Can I please ask for any advice on how to handle this conversation?
Re: What is my risk? Please help
Posted: Thu Nov 06, 2014 2:01 pm
by Heather
Sure, happy to help you with that. I just need a few more cues from you about what it is, more specifically, you feel like you need help with around that.
One thing I *think* I am hearing in your posts here is a sense that you don't feel like this guy's equal or peer, or that maybe you do, but he isn't treating you that way. In other words, it sounds to me like in some ways, this may not be a relationship that feels or is equitable, with both people in it recognizing they are different people with different life experiences, but that doesn't make either person lesser or greater, or give one person more authority than the other. Do I have that right?
If I do, is this something you feel can be remedied or repaired so that massively changes, and fast? because if not, I think this may be a pretty big barrier to some of this that may be insurmountable.
Re: What is my risk? Please help
Posted: Thu Nov 06, 2014 2:42 pm
by celticswan
I think that it may be mostly on my end that I don't feel his equal. I've known him for a while and he's dated a lot of really nice girls before me. And in all of his previously relationships, he'd had sex with them fairly early on. I'm the first girl that he's been with that he hasn't had sex with yet at this length of a relationship, unless of course you count last night which I don't want to think counts? I don't know. I really like him, but I worry that I'm not really what he's looking for in a relationship and he's going to realize that someday and leave.

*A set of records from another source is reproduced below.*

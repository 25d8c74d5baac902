//! Conversion of raw protocol timestamps into timezone-aware values.
//!
//! Naive values are taken to be UTC and localized once. Values that already
//! carry an offset are only converted, never localized a second time.

use chrono::{DateTime, FixedOffset, NaiveDateTime, TimeZone, Utc};
use chrono_tz::Tz;

use crate::Result;
use crate::error::TvError;

/// Formats accepted for naive textual timestamps.
const NAIVE_FORMATS: [&str; 2] = ["%Y-%m-%d %H:%M:%S", "%Y-%m-%dT%H:%M:%S"];

/// A timestamp as it may appear in a quote or bar payload.
#[derive(Debug, Clone, Copy, PartialEq)]
pub enum RawTimestamp {
    /// Seconds since the Unix epoch (`timestamp_ts`, `lp_time`).
    Epoch(i64),
    /// Wall-clock time without an offset.
    Naive(NaiveDateTime),
    /// Time with an explicit offset.
    Aware(DateTime<FixedOffset>),
}

impl RawTimestamp {
    /// Parses an RFC 3339 string, falling back to the naive formats.
    ///
    /// # Errors
    ///
    /// Returns [`TvError::Validation`] when no format matches.
    pub fn parse(text: &str) -> Result<Self> {
        if let Ok(aware) = DateTime::parse_from_rfc3339(text) {
            return Ok(RawTimestamp::Aware(aware));
        }
        NAIVE_FORMATS
            .iter()
            .find_map(|format| NaiveDateTime::parse_from_str(text, format).ok())
            .map(RawTimestamp::Naive)
            .ok_or_else(|| TvError::Validation(format!("unrecognised timestamp {text:?}")))
    }
}

/// Resolves an IANA zone name such as `America/New_York`.
///
/// # Errors
///
/// Returns [`TvError::Validation`] for unknown names.
pub fn parse_tz(name: &str) -> Result<Tz> {
    name.parse::<Tz>()
        .map_err(|e| TvError::Validation(format!("unknown timezone {name:?}: {e}")))
}

/// Converts `raw` into `tz`.
///
/// # Errors
///
/// Returns [`TvError::Validation`] if an epoch value is out of range.
pub fn normalize(raw: &RawTimestamp, tz: &Tz) -> Result<DateTime<Tz>> {
    let utc = match raw {
        RawTimestamp::Epoch(secs) => DateTime::<Utc>::from_timestamp(*secs, 0)
            .ok_or_else(|| TvError::Validation(format!("epoch {secs} out of range")))?,
        RawTimestamp::Naive(naive) => Utc.from_utc_datetime(naive),
        RawTimestamp::Aware(aware) => return Ok(aware.with_timezone(tz)),
    };
    Ok(utc.with_timezone(tz))
}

I think if I could talk to him and explain myself clearly, then it can be repaired. As I've said, we've been friends for a while and he tends to listen well to both heartfelt pleas and reason.

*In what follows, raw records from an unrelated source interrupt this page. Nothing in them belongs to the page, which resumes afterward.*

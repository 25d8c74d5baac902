//! Length-prefixed frame codec.
//!
//! Every unit on the wire looks like `~m~<len>~m~<payload>`, where the
//! payload is either a compact JSON object `{"m": <name>, "p": [...]}` or a
//! keepalive probe `~h~<n>`. A single WebSocket read may carry several
//! frames back to back, so [`decode`] splits a packet into [`Frame`]s.

use std::io;

use serde::{Deserialize, Serialize};
use serde_json::Value;
use serde_json::ser::{Formatter, Serializer};
use tracing::trace;

use crate::Result;
use crate::error::TvError;
use crate::models::ServerMessage;

/// Delimiter surrounding the decimal length of each frame.
const DELIMITER: &str = "~m~";

/// Prefix of a keepalive probe payload.
const HEARTBEAT_PREFIX: &str = "~h~";

/// One decoded unit of an inbound packet.
#[derive(Debug, Clone, PartialEq)]
pub enum Frame {
    /// Keepalive probe; holds the `~h~<n>` payload that must be echoed back.
    Heartbeat(String),
    /// A protocol message routed by its `"m"` field.
    Message(ServerMessage),
}

/// Raw `{"m": ..., "p": [...]}` object as it appears on the wire.
#[derive(Debug, Clone, PartialEq, Serialize, Deserialize)]
pub struct Envelope {
    pub m: String,
    #[serde(default)]
    pub p: Vec<Value>,
}

#[derive(Serialize)]
struct EnvelopeRef<'a> {
    m: &'a str,
    p: &'a [Value],
}

/// Compact JSON formatter that writes non-ASCII characters as `\uXXXX`
/// escapes (UTF-16 units, surrogate pairs above the BMP).
struct AsciiFormatter;

impl Formatter for AsciiFormatter {
    fn write_string_fragment<W>(&mut self, writer: &mut W, fragment: &str) -> io::Result<()>
    where
        W: ?Sized + io::Write,
    {
        let mut units = [0u16; 2];
        for ch in fragment.chars() {
            if ch.is_ascii() {
                writer.write_all(&[ch as u8])?;
            } else {
                for unit in ch.encode_utf16(&mut units) {
                    write!(writer, "\\u{unit:04x}")?;
                }
            }
        }
        Ok(())
    }
}

/// Serializes `value` as compact, ASCII-only JSON.
///
/// The remote counts the frame length over this form, so every outbound
/// payload (and any JSON embedded in a parameter) goes through here.
///
/// # Errors
///
/// Returns [`TvError::Json`] if `value` cannot be serialized.
pub fn to_ascii_json<T: Serialize + ?Sized>(value: &T) -> Result<String> {
    let mut out = Vec::new();
    value.serialize(&mut Serializer::with_formatter(&mut out, AsciiFormatter))?;
    Ok(String::from_utf8_lossy(&out).into_owned())
}

/// Wraps a payload in the `~m~<len>~m~` header.
///
/// The length counts characters; payloads built by [`encode`] are ASCII, so
/// this equals their byte length.
pub fn frame(payload: &str) -> String {
    format!(
        "{DELIMITER}{}{DELIMITER}{payload}",
        payload.chars().count()
    )
}

/// Encodes a command into a single wire frame.
///
/// # Errors
///
/// Returns [`TvError::Json`] if a parameter cannot be serialized.
pub fn encode(name: &str, params: &[Value]) -> Result<String> {
    let json = to_ascii_json(&EnvelopeRef { m: name, p: params })?;
    Ok(frame(&json))
}

/// Splits a raw packet into frame payloads, dropping empty chunks and any
/// bytes in front of the first header.
pub fn split_frames(packet: &str) -> Vec<&str> {
    let mut payloads = Vec::new();
    let mut cursor = match find_header(packet, 0) {
        Some((_, end)) => end,
        None => return payloads,
    };

    loop {
        match find_header(packet, cursor) {
            Some((start, end)) => {
                push_payload(&mut payloads, &packet[cursor..start]);
                cursor = end;
            }
            None => {
                push_payload(&mut payloads, &packet[cursor..]);
                return payloads;
            }
        }
    }
}

fn push_payload<'a>(payloads: &mut Vec<&'a str>, chunk: &'a str) {
    if !chunk.is_empty() {
        payloads.push(chunk);
    }
}

/// Locates the next `~m~<digits>~m~` header at or after `from`, returning
/// its start and end byte offsets.
fn find_header(packet: &str, from: usize) -> Option<(usize, usize)> {
    let mut search = from;
    while let Some(offset) = packet[search..].find(DELIMITER) {
        let start = search + offset;
        let digits_start = start + DELIMITER.len();
        let digits_len = packet[digits_start..]
            .bytes()
            .take_while(u8::is_ascii_digit)
            .count();
        let digits_end = digits_start + digits_len;

        if digits_len > 0 && packet[digits_end..].starts_with(DELIMITER) {
            return Some((start, digits_end + DELIMITER.len()));
        }
        search = digits_start;
    }
    None
}

/// Decodes one inbound packet.
///
/// Keepalive probes come back as [`Frame::Heartbeat`]. Chunks that are not
/// JSON, or JSON objects without an `"m"` field (such as the server hello),
/// are discarded.
///
/// # Errors
///
/// Returns [`TvError::Protocol`] as soon as a message whose name contains
/// `error` is seen.
pub fn decode(packet: &str) -> Result<Vec<Frame>> {
    let mut frames = Vec::new();

    for payload in split_frames(packet) {
        if payload.starts_with(HEARTBEAT_PREFIX) {
            frames.push(Frame::Heartbeat(payload.to_string()));
            continue;
        }

        let envelope: Envelope = match serde_json::from_str(payload) {
            Ok(envelope) => envelope,
            Err(e) => {
                trace!(error = %e, payload, "Discarding unparseable chunk");
                continue;
            }
        };

        if envelope.m.contains("error") {
            return Err(TvError::Protocol {
                message: envelope.m,
                payload: Value::Array(envelope.p),
            });
        }

        frames.push(Frame::Message(ServerMessage::from_envelope(envelope)));
    }

    Ok(frames)
}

Re: What is my risk? Please help
Posted: Thu Nov 06, 2014 2:52 pm
by Heather
Do you have a sense of if you don't feel like his equal because he doesn't treat you like one? Or if that's mostly something where you feel like, absolutely, he treats you like an equal (even though I'm seeing some things in this thread that suggest he's not seeming to do that, really), but you feel insecure per yourself?
Per the talk with him and being sure you explain yourself clearly, what are you looking to explain? What it looks to me like needs to happen is that some limits need to be set, and it needs to be stated that even if he doesn't agree with them, he needs to respect them and not argue with you about your whys in having them, or your right to have them, even if he doesn't get it.

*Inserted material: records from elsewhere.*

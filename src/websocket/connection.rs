//! One physical connection and the sessions multiplexed over it.
//!
//! [`Connection`] sends framed [`Command`]s, answers keepalive probes and
//! turns inbound packets into [`ServerMessage`]s. It does not interpret the
//! messages; the quote and chart readers do that through [`Connection::drain`].

use std::collections::VecDeque;

use tokio::time::Instant;
use tracing::{debug, trace, warn};

use super::{ReadState, SessionAuth, Transport};
use crate::Result;
use crate::codec::{self, Frame};
use crate::error::TvError;
use crate::models::{Command, ServerMessage};
use crate::session::SessionRegistry;

/// A framed, session-multiplexed connection.
///
/// Sending takes `&mut self`, so a connection has exactly one writer at a
/// time. Share it between tasks only behind a lock.
pub struct Connection<T> {
    transport: T,
    inbox: VecDeque<ServerMessage>,
    sessions: SessionRegistry,
}

impl<T: Transport> Connection<T> {
    pub fn new(transport: T) -> Self {
        Self {
            transport,
            inbox: VecDeque::new(),
            sessions: SessionRegistry::new(),
        }
    }

    /// Sessions currently open on this connection.
    pub fn sessions(&self) -> &SessionRegistry {
        &self.sessions
    }

    pub fn sessions_mut(&mut self) -> &mut SessionRegistry {
        &mut self.sessions
    }

    /// Encodes and writes one command.
    ///
    /// # Errors
    ///
    /// Returns a [`TvError`] if encoding or writing fails.
    pub async fn send(&mut self, command: &Command) -> Result<()> {
        let frame = command.to_frame()?;
        debug!(command = command.name(), "Sending command");
        trace!(%frame, "Outbound frame");
        self.transport.send_text(frame).await
    }

    /// Sends the token and, when configured, the data quality. Every
    /// command sequence that creates a session starts with this.
    ///
    /// # Errors
    ///
    /// Returns a [`TvError`] if writing fails.
    pub async fn authenticate(&mut self, auth: &SessionAuth) -> Result<()> {
        self.send(&Command::SetAuthToken {
            token: auth.token.clone(),
        })
        .await?;

        if let Some(quality) = &auth.data_quality {
            self.send(&Command::SetDataQuality {
                quality: quality.clone(),
            })
            .await?;
        }
        Ok(())
    }

    /// Returns the next inbound message, reading from the socket as needed.
    ///
    /// Keepalive probes are echoed back and never returned.
    ///
    /// # Errors
    ///
    /// - [`TvError::Protocol`] if the remote sent an error message
    /// - [`TvError::ConnectionClosed`] if the remote closed the socket
    /// - [`TvError::WebSocket`] on transport failure
    pub async fn recv(&mut self) -> Result<ServerMessage> {
        loop {
            if let Some(message) = self.inbox.pop_front() {
                return Ok(message);
            }

            let Some(packet) = self.transport.recv_text().await? else {
                return Err(TvError::ConnectionClosed);
            };

            for frame in codec::decode(&packet)? {
                match frame {
                    Frame::Heartbeat(probe) => {
                        trace!(%probe, "Echoing keepalive probe");
                        self.transport.send_text(codec::frame(&probe)).await?;
                    }
                    Frame::Message(message) => self.inbox.push_back(message),
                }
            }
        }
    }

    /// Feeds inbound messages to `on_message` until it returns a terminal
    /// state, the connection fails, or `deadline` passes.
    ///
    /// Never returns [`ReadState::AwaitingData`]. Without a deadline the
    /// loop only ends through `on_message` or a failure.
    pub async fn drain<F>(&mut self, deadline: Option<Instant>, mut on_message: F) -> ReadState
    where
        F: FnMut(&mut SessionRegistry, ServerMessage) -> ReadState,
    {
        let mut state = ReadState::AwaitingData;

        while !state.is_terminal() {
            let next = match deadline {
                Some(deadline) => match tokio::time::timeout_at(deadline, self.recv()).await {
                    Ok(next) => next,
                    Err(_) => {
                        state = ReadState::TimedOut;
                        continue;
                    }
                },
                None => self.recv().await,
            };

            state = match next {
                Ok(message) => on_message(&mut self.sessions, message),
                Err(e) => ReadState::Failed(e),
            };
        }

        state
    }

    /// Closes the underlying transport.
    ///
    /// # Errors
    ///
    /// Returns a [`TvError`] if the close handshake fails.
    pub async fn close(mut self) -> Result<()> {
        if !self.sessions.is_empty() {
            warn!(
                sessions = self.sessions.len(),
                "Closing connection with open sessions"
            );
        }
        self.transport.close().await
    }
}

is that something you feel able to do, and able to do with this person WITHOUT explaining? Or do you feel like in order for him to accept this stuff, you'd basically have to get him to agree with you and mount a defense for your limits and needs?
By the way, if at any point you want to talk about your feelings and thoughts about this "counting" as sex -- personally, one core part of defining anything as sex for someone is that it was their choice and something they were a real part of, not something like assault or coerced activity, but we all differ with these things -- we can do that, too.
But I do think that one big thing to bring to him coming from that that strikes me as very important is sharing that what happened was something you do not even feel comfortable calling sex because you did not get to make a choice: he made it for you. That is a very big problem (and I'll be real: my personal advice to anyone with someone who has shown them they will do sexual things to them without permission or will not just accept limits is to just get gone) and obviously everyone needs to be in agreement -- not just acceptance with this, but agreement -- that that is absolutely not okay, CANNOT happen and will not be tolerated.
Re: What is my risk? Please help
Posted: Thu Nov 06, 2014 3:06 pm
by celticswan
I feel, for the most part and barring last night, that he treats me like an equal. I'm a pretty insecure person and I know that and he tries his best to make me feel better about myself. The only thing that I feel he may not treat me equally in, is my opinions on pregnancy and birth control etc. He accepts my views, but as I said before I feel like he doesn't exactly respect them.
For the talk, I want to reiterate just how not okay last night was and restate the boundaries that I had put down early in the relationship. I would like to mention buying Plan B and getting STI tested too if possible. I would like it if I could get him to clearly state that he was going to respect he boundaries I've set up and respect my decisions regarding pregnancy and the like. I don't think that I would have to explain my views, but it would help. The first time that I set limits on what sexual activites we could do he accepted them without question or explanation.
Re: What is my risk? Please help
Posted: Thu Nov 06, 2014 3:14 pm
by Heather
I think I get it all.
I would personally say that it sounds to me like if you want to be taken seriously, and have him get he has to accept the limits you need -- or opt out of being with you if he doesn't want to -- it might be best to NOT defend or explain yourself, because that kind of sends a message that I think is the opposite one you want to send. When we treat people with respect and take their limits seriously, after all, we don't need explanations or for them to argue their case, you know?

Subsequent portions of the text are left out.